The authors examine a few models to gauge their workability and conclude
An LTSS catastrophic insurance program that requires enrollees with LTSS needs to wait a few years before collecting benefits but then extends those benefits as long as necessary could substantially improve the way LTSS needs are financed in the United States. Such a program could reduce Medicaid spending, providing financial relief to hard-pressed states. It would also reduce out-of-pocket spending for families facing catastrophic costs and fund new services for older adults with LTSS needs, although these impacts would be somewhat smaller than those from a similar-sized program that provided front-end, but time-limited, benefits. By setting aside funds today to cover future LTSS spending, a new catastrophic insurance program could raise national saving. And it could provide families with stronger incentives to save by reducing reliance on Medicaid, which discourages saving because it only pays benefits to people with virtually no wealth outside of their home.

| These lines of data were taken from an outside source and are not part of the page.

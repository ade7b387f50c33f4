use async_trait::async_trait;

use crate::errors::SourceError;

/// Result of a single pull from an [`ItemSource`].
#[derive(Debug, Clone, PartialEq, Eq)]
pub enum Pull<T> {
    /// The next payload.
    Item(T),
    /// Nothing available right now; ask again after the poll interval.
    Empty,
    /// The source will never produce another item.
    Exhausted,
}

/// Where work items come from.
///
/// Pulls are serialized by the engine, so implementations never see two
/// concurrent `pull_next` calls. Keys are assigned by the engine, not the source.
#[async_trait]
pub trait ItemSource<T>: Send {
    async fn pull_next(&mut self) -> Result<Pull<T>, SourceError>;

    fn is_exhausted(&self) -> bool;

    /// Number of items still to come, when known up front. Reported in the
    /// batch start event.
    fn size_hint(&self) -> Option<usize> {
        None
    }
}
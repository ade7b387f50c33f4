use std::time::Duration;

use crate::engine::WorkItem;
use crate::errors::{AbortReason, SourceError, TaskError};

/// Notification points observed by a collaborator.
///
/// Every method has an empty default body, so implementors pick only the
/// events they care about. Hooks are invoked synchronously from the worker
/// that produced the event and must not block.
pub trait ProcessorHooks<T, R>: Send + Sync {
    fn on_task_start(&self, _item: &WorkItem<T>) {}

    fn on_task_finish(&self, _key: u64, _value: &R) {}

    /// Terminal failure of an item. `error.kind()` gives the classification.
    fn on_task_error(&self, _key: u64, _error: &TaskError) {}

    /// Fired before attempt `attempt` (1-based count of retries) starts.
    fn on_task_retry(&self, _key: u64, _attempt: u32, _error: &TaskError) {}

    fn on_task_timeout(&self, _key: u64, _timeout: Duration) {}

    fn on_task_progress(&self, _key: u64, _progress: &serde_json::Value) {}

    /// Fired before every admission after the first while a delay is set.
    /// `delay` is the remaining wait, zero if the previous admission is old enough.
    fn on_delay(&self, _delay: Duration) {}

    fn on_paused(&self) {}

    fn on_resumed(&self) {}

    fn on_batch_stopped(&self, _reason: &AbortReason) {}

    fn on_budget_exceeded(&self, _total_errors: usize, _max_total_errors: usize) {}

    fn on_pull_error(&self, _error: &SourceError) {}
}

/// Hooks that observe nothing.
#[derive(Debug, Default, Clone, Copy)]
pub struct NoopHooks;

impl<T, R> ProcessorHooks<T, R> for NoopHooks {}
// Copyright (c) 2025 Steve Wagner (ciroque@live.com)
// SPDX-License-Identifier: MIT

//! Up-front validation of processor options.
//!
//! Runs when a processor is built and when a configuration file is loaded, so a
//! bad value is reported before any item is admitted.

use crate::config::ProcessorOptions;
use crate::errors::ConfigurationError;

/// Check that the options describe a runnable pool.
///
/// Returns the first problem found:
/// 1. `concurrency` must be at least 1
/// 2. `max_total_errors`, when set, must be at least 1
/// 3. `poll_interval` must be non-zero
pub fn validate_options(options: &ProcessorOptions) -> Result<(), ConfigurationError> {
    if options.concurrency == 0 {
        return Err(ConfigurationError::InvalidConcurrency {
            value: options.concurrency,
        });
    }

    if let Some(value) = options.max_total_errors {
        if value == 0 {
            return Err(ConfigurationError::InvalidErrorBudget { value });
        }
    }

    if options.poll_interval.is_zero() {
        return Err(ConfigurationError::InvalidPollInterval);
    }

    Ok(())
}

#[cfg(test)]
mod tests {
    use super::*;
    use std::time::Duration;

    #[test]
    fn test_default_options_are_valid() {
        assert!(validate_options(&ProcessorOptions::default()).is_ok());
    }

    #[test]
    fn test_zero_concurrency_rejected() {
        let options = ProcessorOptions::default().with_concurrency(0);
        let error = validate_options(&options).unwrap_err();
        assert!(matches!(error, ConfigurationError::InvalidConcurrency { value: 0 }));
    }

    #[test]
    fn test_zero_error_budget_rejected() {
        let options = ProcessorOptions::default().with_max_total_errors(0);
        let error = validate_options(&options).unwrap_err();
        assert!(matches!(error, ConfigurationError::InvalidErrorBudget { value: 0 }));
    }

    #[test]
    fn test_zero_poll_interval_rejected() {
        let options = ProcessorOptions::default().with_poll_interval(Duration::ZERO);
        assert!(matches!(
            validate_options(&options),
            Err(ConfigurationError::InvalidPollInterval)
        ));
    }
}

Program details need further analysis. We modeled only a few options, and alternative designs could have different effects. For example, a new insurance program could provide larger daily benefits, which would reduce Medicaid and out-of-pocket spending more than the plan we modeled but would also require more funding. Or new programs could require enrollees to wait even longer to receive benefits than the program we modeled, which would offset less Medicaid and out-of-pocket spending but cost less. Our research is only the first step in the analysis required to design new LTSS financing programs, but it illustrates the potential power of our simulation tool in demonstrating how new options can interact with existing programs.